It has become imperative for organizations to engage with law enforcement agencies in the wake of a data breach - and often even before a breach occurs, says Sapan Talwar, former IT security leader at Adobe and CEO of Aristi Ninja. "Trying to build a trust relationship with law enforcement agencies is important even if there isn't a breach," he says. "This is an important aspect because if we are tying up with them in some sense or the other prior to an incident, it will definitely help."
In an interview with Information Security Media Group, Talwar says although there aren't any hard and fast rules in India, companies should inform clients right after a breach has happened in case there is sensitive data to be shared with law enforcement agencies. "A company must first distinguish between a breach and an incident. Accordingly it can decide whether to approach the LEA or not," he says.
As a panelist at ISMG's Fraud and Breach Prevention Summit which is being organized on 9th August in Delhi, Talwar will share his experiences as a practitioner in tackling the security breaches and discuss the approach to effectively engage with LEAs and regulators.

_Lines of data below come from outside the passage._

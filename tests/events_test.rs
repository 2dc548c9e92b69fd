use std::cell::RefCell;
use std::rc::Rc;

use teledom::{
    ChannelError, CommandReply, DomCommand, EventDisposition, HeadlessDom, MessageChannel,
    PanelSession, RemoteId,
};

#[test]
fn capturing_fires_root_to_target_then_bubbling_target_to_root() {
    let mut session = session();
    let (root, mid, leaf) = build_chain(&mut session);
    let calls = Rc::new(RefCell::new(Vec::new()));

    let dom = session.dom();
    dom.add_event_listener(root, "click", true, log(&calls, "root-capturing"))
        .expect("root listener");
    dom.add_event_listener(mid, "click", false, log(&calls, "mid-bubbling"))
        .expect("mid listener");
    dom.add_event_listener(leaf, "click", false, log(&calls, "leaf-bubbling"))
        .expect("leaf listener");

    let target = session.backend_node(leaf).expect("leaf backend node");
    let disposition = session.deliver_event("click", &target);

    assert_eq!(
        disposition,
        EventDisposition::Handled {
            default_prevented: false
        }
    );
    assert_eq!(
        *calls.borrow(),
        ["root-capturing", "leaf-bubbling", "mid-bubbling"]
    );
}

#[test]
fn returning_false_stops_propagation_and_prevents_default() {
    let mut session = session();
    let (root, mid, leaf) = build_chain(&mut session);
    let calls = Rc::new(RefCell::new(Vec::new()));

    let dom = session.dom();
    dom.add_event_listener(root, "click", true, log(&calls, "root-capturing"))
        .expect("root listener");
    dom.add_event_listener(mid, "click", false, log(&calls, "mid-bubbling"))
        .expect("mid listener");
    {
        let calls = Rc::clone(&calls);
        dom.add_event_listener(leaf, "click", false, move |_, _| {
            calls.borrow_mut().push("leaf-bubbling".to_string());
            false
        })
        .expect("leaf listener");
    }

    let target = session.backend_node(leaf).expect("leaf backend node");
    let disposition = session.deliver_event("click", &target);

    assert_eq!(
        disposition,
        EventDisposition::Handled {
            default_prevented: true
        }
    );
    assert_eq!(*calls.borrow(), ["root-capturing", "leaf-bubbling"]);
}

#[test]
fn stop_propagation_halts_delivery_without_preventing_default() {
    let mut session = session();
    let (root, mid, leaf) = build_chain(&mut session);
    let calls = Rc::new(RefCell::new(Vec::new()));

    let dom = session.dom();
    {
        let calls = Rc::clone(&calls);
        dom.add_event_listener(leaf, "click", false, move |_, event| {
            calls.borrow_mut().push("leaf".to_string());
            event.stop_propagation();
            true
        })
        .expect("leaf listener");
    }
    dom.add_event_listener(mid, "click", false, log(&calls, "mid"))
        .expect("mid listener");
    dom.add_event_listener(root, "click", false, log(&calls, "root"))
        .expect("root listener");

    let target = session.backend_node(leaf).expect("leaf backend node");
    let disposition = session.deliver_event("click", &target);

    assert_eq!(
        disposition,
        EventDisposition::Handled {
            default_prevented: false
        }
    );
    assert_eq!(*calls.borrow(), ["leaf"]);
}

#[test]
fn listeners_see_target_and_current_target() {
    let mut session = session();
    let (_, mid, leaf) = build_chain(&mut session);
    let seen = Rc::new(RefCell::new(None));

    let dom = session.dom();
    {
        let seen = Rc::clone(&seen);
        dom.add_event_listener(mid, "click", false, move |_, event| {
            *seen.borrow_mut() = Some((event.target(), event.current_target()));
            true
        })
        .expect("mid listener");
    }

    let target = session.backend_node(leaf).expect("leaf backend node");
    session.deliver_event("click", &target);

    let (target_seen, current) = seen.borrow().expect("listener ran");
    assert_eq!(target_seen, leaf.as_node());
    assert_eq!(current, Some(mid));
}

#[test]
fn listeners_may_mutate_the_dom_mid_dispatch() {
    let mut session = session();
    let (_, mid, leaf) = build_chain(&mut session);

    let dom = session.dom();
    dom.add_event_listener(leaf, "click", false, move |dom, event| {
        let current = event.current_target().expect("current target");
        dom.set_attribute(current, "data-clicked", "yes")
            .expect("mutate from listener");
        true
    })
    .expect("leaf listener");
    let _ = mid;

    let target = session.backend_node(leaf).expect("leaf backend node");
    session.deliver_event("click", &target);

    let backend_leaf = session.backend_node(leaf).expect("leaf backend node");
    let recorded = session.with_backend(|b| {
        b.attribute(backend_leaf, "data-clicked").map(str::to_string)
    });
    assert_eq!(recorded.as_deref(), Some("yes"));
}

#[test]
fn events_for_unmanaged_targets_are_skipped() {
    let mut session = session();
    let (_, _, leaf) = build_chain(&mut session);
    session
        .dom()
        .add_event_listener(leaf, "click", false, |_, _| true)
        .expect("listener");

    let foreign = session.with_backend_mut(|b| {
        use teledom::DomBackend;
        b.create_element("button")
    });
    assert_eq!(
        session.deliver_event("click", &foreign),
        EventDisposition::Unmanaged
    );
}

#[test]
fn events_bubble_from_text_targets_through_their_element_chain() {
    let mut session = session();
    let (_, _, leaf) = build_chain(&mut session);
    let calls = Rc::new(RefCell::new(Vec::new()));

    let dom = session.dom();
    let text = dom.create_text_node("label").expect("text");
    dom.append_child(leaf, text).expect("append text");
    dom.add_event_listener(leaf, "select", false, log(&calls, "leaf"))
        .expect("leaf listener");

    let target = session.with_backend(|b| {
        let leaf_node = b
            .children(b.document())
            .first()
            .copied()
            .map(|root| descend_to_text(b, root))
            .expect("panel root");
        leaf_node
    });
    let disposition = session.deliver_event("select", &target);
    assert_eq!(
        disposition,
        EventDisposition::Handled {
            default_prevented: false
        }
    );
    assert_eq!(*calls.borrow(), ["leaf"]);
}

#[test]
fn second_listener_of_a_type_sends_no_add_listener_message() {
    let (mut dom, log) = recording_dom();
    let el = dom.create_element("div").expect("el");

    let first = dom
        .add_event_listener(el, "click", false, |_, _| true)
        .expect("first");
    let second = dom
        .add_event_listener(el, "click", true, |_, _| true)
        .expect("second");
    assert_eq!(count_add_listener(&log), 1);

    // a different event type is its own subscription
    dom.add_event_listener(el, "keypress", false, |_, _| true)
        .expect("keypress");
    assert_eq!(count_add_listener(&log), 2);

    dom.remove_event_listener(el, "click", first)
        .expect("remove first");
    assert_eq!(count_remove_listener(&log), 0);
    dom.remove_event_listener(el, "click", second)
        .expect("remove second");
    assert_eq!(count_remove_listener(&log), 1);

    // removing an unknown token is silently ignored
    dom.remove_event_listener(el, "click", first)
        .expect("remove again");
    assert_eq!(count_remove_listener(&log), 1);
}

#[test]
fn server_installs_one_backend_watch_per_type() {
    let mut session = session();
    let (_, _, leaf) = build_chain(&mut session);

    let dom = session.dom();
    let a = dom
        .add_event_listener(leaf, "click", false, |_, _| true)
        .expect("a");
    let b = dom
        .add_event_listener(leaf, "click", false, |_, _| true)
        .expect("b");

    let backend_leaf = session.backend_node(leaf).expect("backend leaf");
    assert!(session.with_backend(|bk| bk.is_watching(backend_leaf, "click")));

    session
        .dom()
        .remove_event_listener(leaf, "click", a)
        .expect("remove a");
    assert!(session.with_backend(|bk| bk.is_watching(backend_leaf, "click")));

    session
        .dom()
        .remove_event_listener(leaf, "click", b)
        .expect("remove b");
    assert!(!session.with_backend(|bk| bk.is_watching(backend_leaf, "click")));
}

// ---- helpers ---------------------------------------------------------------

type SharedLog = Rc<RefCell<Vec<DomCommand>>>;

struct RecordingChannel {
    log: SharedLog,
}

impl MessageChannel for RecordingChannel {
    fn send(&mut self, _target: RemoteId, command: DomCommand) -> Result<CommandReply, ChannelError> {
        let reply = match &command {
            DomCommand::GetMetric { .. } => CommandReply::Metric { value: 0 },
            DomCommand::QuerySelector { .. } => CommandReply::Match { node: None },
            DomCommand::QuerySelectorAll { .. } => CommandReply::Matches { nodes: Vec::new() },
            _ => CommandReply::None,
        };
        self.log.borrow_mut().push(command);
        Ok(reply)
    }
}

fn recording_dom() -> (teledom::RemoteDom, SharedLog) {
    let log: SharedLog = Rc::new(RefCell::new(Vec::new()));
    let channel = RecordingChannel {
        log: Rc::clone(&log),
    };
    (teledom::RemoteDom::new(Box::new(channel)), log)
}

fn count_add_listener(log: &SharedLog) -> usize {
    log.borrow()
        .iter()
        .filter(|c| matches!(c, DomCommand::AddListener { .. }))
        .count()
}

fn count_remove_listener(log: &SharedLog) -> usize {
    log.borrow()
        .iter()
        .filter(|c| matches!(c, DomCommand::RemoveListener { .. }))
        .count()
}

fn session() -> PanelSession<HeadlessDom> {
    let _ = tracing_subscriber::fmt()
        .with_env_filter(tracing_subscriber::EnvFilter::from_default_env())
        .try_init();
    PanelSession::connect(HeadlessDom::new())
}

/// panel root -> mid -> leaf, mounted under the backend document.
fn build_chain(
    session: &mut PanelSession<HeadlessDom>,
) -> (
    teledom::ElementHandle,
    teledom::ElementHandle,
    teledom::ElementHandle,
) {
    let root = session.create_panel_node().expect("panel root");
    let doc = session.with_backend(|b| b.document());
    session.mount_panel(root, &doc).expect("mount");

    let dom = session.dom();
    let mid = dom.create_element("div").expect("mid");
    let leaf = dom.create_element("button").expect("leaf");
    dom.append_child(root, mid).expect("append mid");
    dom.append_child(mid, leaf).expect("append leaf");
    (root, mid, leaf)
}

fn log(
    calls: &Rc<RefCell<Vec<String>>>,
    label: &'static str,
) -> impl FnMut(&mut teledom::RemoteDom, &mut teledom::DomEvent) -> bool {
    let calls = Rc::clone(calls);
    move |_, _| {
        calls.borrow_mut().push(label.to_string());
        true
    }
}

fn descend_to_text(backend: &HeadlessDom, node: teledom::HeadlessNode) -> teledom::HeadlessNode {
    let children = backend.children(node);
    match children.first() {
        Some(child) => descend_to_text(backend, *child),
        None => node,
    }
}
//! In-memory [`DomBackend`] with no rendering attached. Stands in for the
//! real DOM in tests and headless automation: a plain arena tree with
//! attributes, focus, settable layout metrics, listener-watch bookkeeping and
//! a small selector engine covering the selectors panel templates use.

use std::collections::{HashMap, HashSet};

use html_escape::{encode_double_quoted_attribute, encode_text};

use crate::protocol::{LayoutMetric, ScrollAxis};
use crate::server::backend::{BackendError, DomBackend, SelectorError};

#[derive(Debug, Clone, Copy, PartialEq, Eq, Hash)]
pub struct HeadlessNode(usize);

/// Recorded `remote_scroll_to` request, for assertions.
#[derive(Debug, Clone, PartialEq, Eq)]
pub struct ScrollRequest {
    pub target: HeadlessNode,
    pub scrollbox: HeadlessNode,
    pub align_x: Option<String>,
    pub align_y: Option<String>,
    pub scroll_when_visible: bool,
}

enum NodeData {
    Document,
    Element {
        tag: String,
        attrs: Vec<(String, String)>,
        value: String,
        metrics: HashMap<LayoutMetric, i32>,
        watched: HashSet<String>,
    },
    Text {
        data: String,
    },
}

struct Slot {
    data: NodeData,
    parent: Option<usize>,
    children: Vec<usize>,
}

pub struct HeadlessDom {
    nodes: Vec<Slot>,
    focused: Option<usize>,
    last_scroll_to: Option<ScrollRequest>,
}

impl Default for HeadlessDom {
    fn default() -> Self {
        Self::new()
    }
}

impl HeadlessDom {
    pub fn new() -> Self {
        HeadlessDom {
            nodes: vec![Slot {
                data: NodeData::Document,
                parent: None,
                children: Vec::new(),
            }],
            focused: None,
            last_scroll_to: None,
        }
    }

    /// The document node; mount panels under this (or any element).
    pub fn document(&self) -> HeadlessNode {
        HeadlessNode(0)
    }

    pub fn tag(&self, node: HeadlessNode) -> Option<&str> {
        match &self.nodes.get(node.0)?.data {
            NodeData::Element { tag, .. } => Some(tag),
            _ => None,
        }
    }

    pub fn attribute(&self, node: HeadlessNode, name: &str) -> Option<&str> {
        match &self.nodes.get(node.0)?.data {
            NodeData::Element { attrs, .. } => attrs
                .iter()
                .find(|(n, _)| n == name)
                .map(|(_, v)| v.as_str()),
            _ => None,
        }
    }

    pub fn children(&self, node: HeadlessNode) -> Vec<HeadlessNode> {
        self.nodes
            .get(node.0)
            .map(|slot| slot.children.iter().map(|id| HeadlessNode(*id)).collect())
            .unwrap_or_default()
    }

    pub fn parent(&self, node: HeadlessNode) -> Option<HeadlessNode> {
        self.nodes.get(node.0)?.parent.map(HeadlessNode)
    }

    pub fn node_value(&self, node: HeadlessNode) -> Option<&str> {
        match &self.nodes.get(node.0)?.data {
            NodeData::Element { value, .. } => Some(value),
            NodeData::Text { data } => Some(data),
            NodeData::Document => None,
        }
    }

    /// Concatenated text of the subtree, like the DOM property.
    pub fn text_content(&self, node: HeadlessNode) -> String {
        let mut out = String::new();
        self.collect_text(node.0, &mut out);
        out
    }

    pub fn focused(&self) -> Option<HeadlessNode> {
        self.focused.map(HeadlessNode)
    }

    pub fn is_watching(&self, node: HeadlessNode, event_type: &str) -> bool {
        match self.nodes.get(node.0).map(|slot| &slot.data) {
            Some(NodeData::Element { watched, .. }) => watched.contains(event_type),
            _ => false,
        }
    }

    pub fn last_scroll_to(&self) -> Option<&ScrollRequest> {
        self.last_scroll_to.as_ref()
    }

    /// Tests configure layout answers here; there is no layout engine.
    pub fn set_metric(&mut self, node: HeadlessNode, metric: LayoutMetric, value: i32) {
        if let Some(Slot {
            data: NodeData::Element { metrics, .. },
            ..
        }) = self.nodes.get_mut(node.0)
        {
            metrics.insert(metric, value);
        }
    }

    pub fn outer_html(&self, node: HeadlessNode) -> String {
        let mut out = String::new();
        self.serialize_node(node.0, &mut out);
        out
    }

    pub fn inner_html(&self, node: HeadlessNode) -> String {
        let mut out = String::new();
        self.serialize_children(node.0, &mut out);
        out
    }

    fn serialize_children(&self, id: usize, out: &mut String) {
        if let Some(slot) = self.nodes.get(id) {
            for child in &slot.children {
                self.serialize_node(*child, out);
            }
        }
    }

    fn serialize_node(&self, id: usize, out: &mut String) {
        let Some(slot) = self.nodes.get(id) else {
            return;
        };
        match &slot.data {
            NodeData::Document => self.serialize_children(id, out),
            NodeData::Element { tag, attrs, .. } => {
                out.push('<');
                out.push_str(tag);
                for (name, value) in attrs {
                    out.push(' ');
                    out.push_str(name);
                    out.push_str("=\"");
                    out.push_str(&encode_double_quoted_attribute(value));
                    out.push('"');
                }
                out.push('>');
                self.serialize_children(id, out);
                out.push_str("</");
                out.push_str(tag);
                out.push('>');
            }
            NodeData::Text { data } => {
                out.push_str(&encode_text(data));
            }
        }
    }

    fn collect_text(&self, id: usize, out: &mut String) {
        if let Some(slot) = self.nodes.get(id) {
            if let NodeData::Text { data } = &slot.data {
                out.push_str(data);
            }
            for child in &slot.children {
                self.collect_text(*child, out);
            }
        }
    }

    fn push(&mut self, data: NodeData) -> HeadlessNode {
        self.nodes.push(Slot {
            data,
            parent: None,
            children: Vec::new(),
        });
        HeadlessNode(self.nodes.len() - 1)
    }

    fn slot(&self, node: &HeadlessNode) -> Result<&Slot, BackendError> {
        self.nodes.get(node.0).ok_or(BackendError::UnknownNode)
    }

    fn element_mut(
        &mut self,
        node: &HeadlessNode,
    ) -> Result<(&mut Vec<(String, String)>, &mut String, &mut HashSet<String>), BackendError>
    {
        match self.nodes.get_mut(node.0).map(|slot| &mut slot.data) {
            Some(NodeData::Element {
                attrs,
                value,
                watched,
                ..
            }) => Ok((attrs, value, watched)),
            Some(_) => Err(BackendError::NotAnElement),
            None => Err(BackendError::UnknownNode),
        }
    }

    fn detach(&mut self, id: usize) {
        if let Some(parent) = self.nodes[id].parent.take() {
            self.nodes[parent].children.retain(|c| *c != id);
        }
    }

    fn attach(&mut self, parent: usize, child: usize, at: Option<usize>) {
        match at {
            Some(index) => self.nodes[parent].children.insert(index, child),
            None => self.nodes[parent].children.push(child),
        }
        self.nodes[child].parent = Some(parent);
    }

    fn matches_compound(&self, id: usize, compound: &CompoundSelector) -> bool {
        let NodeData::Element { tag, attrs, .. } = &self.nodes[id].data else {
            return false;
        };
        if let Some(want) = &compound.tag {
            if tag != want {
                return false;
            }
        }
        if let Some(want) = &compound.id {
            let found = attrs.iter().find(|(n, _)| n == "id").map(|(_, v)| v);
            if found.map(String::as_str) != Some(want.as_str()) {
                return false;
            }
        }
        if !compound.classes.is_empty() {
            let class_attr = attrs
                .iter()
                .find(|(n, _)| n == "class")
                .map(|(_, v)| v.as_str())
                .unwrap_or("");
            let present: Vec<&str> = class_attr.split_whitespace().collect();
            if !compound.classes.iter().all(|c| present.contains(&c.as_str())) {
                return false;
            }
        }
        true
    }

    fn matches_chain(&self, id: usize, compounds: &[CompoundSelector]) -> bool {
        let Some((last, ancestors)) = compounds.split_last() else {
            return false;
        };
        if !self.matches_compound(id, last) {
            return false;
        }
        let mut remaining = ancestors;
        let mut cursor = self.nodes[id].parent;
        while let Some(parent) = cursor {
            if remaining.is_empty() {
                break;
            }
            if let Some((head, rest)) = remaining.split_last() {
                if self.matches_compound(parent, head) {
                    remaining = rest;
                }
            }
            cursor = self.nodes[parent].parent;
        }
        remaining.is_empty()
    }

    /// Pre-order walk over descendants of `scope` (scope excluded, like the
    /// real `querySelector`), collecting matches until `limit`.
    fn select(
        &self,
        scope: usize,
        compounds: &[CompoundSelector],
        limit: usize,
        out: &mut Vec<HeadlessNode>,
    ) {
        for child in &self.nodes[scope].children {
            if out.len() >= limit {
                return;
            }
            if self.matches_chain(*child, compounds) {
                out.push(HeadlessNode(*child));
            }
            self.select(*child, compounds, limit, out);
        }
    }
}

In this interview (see audio link below the image), Talwar offers insights on:
- When should an organization engage with law enforcement agencies;
- Whether sharing sensitive information with LEAs is a must;
- What should be expected of LEAs and regulators.
Talwar brings more than 19 years of experience areas including IT risk management, information security, security compliance and governance. He has worked for global companies including Adobe, Aricent and Aon in leadership roles, with security services delivery responsibilities at country, regional and global level.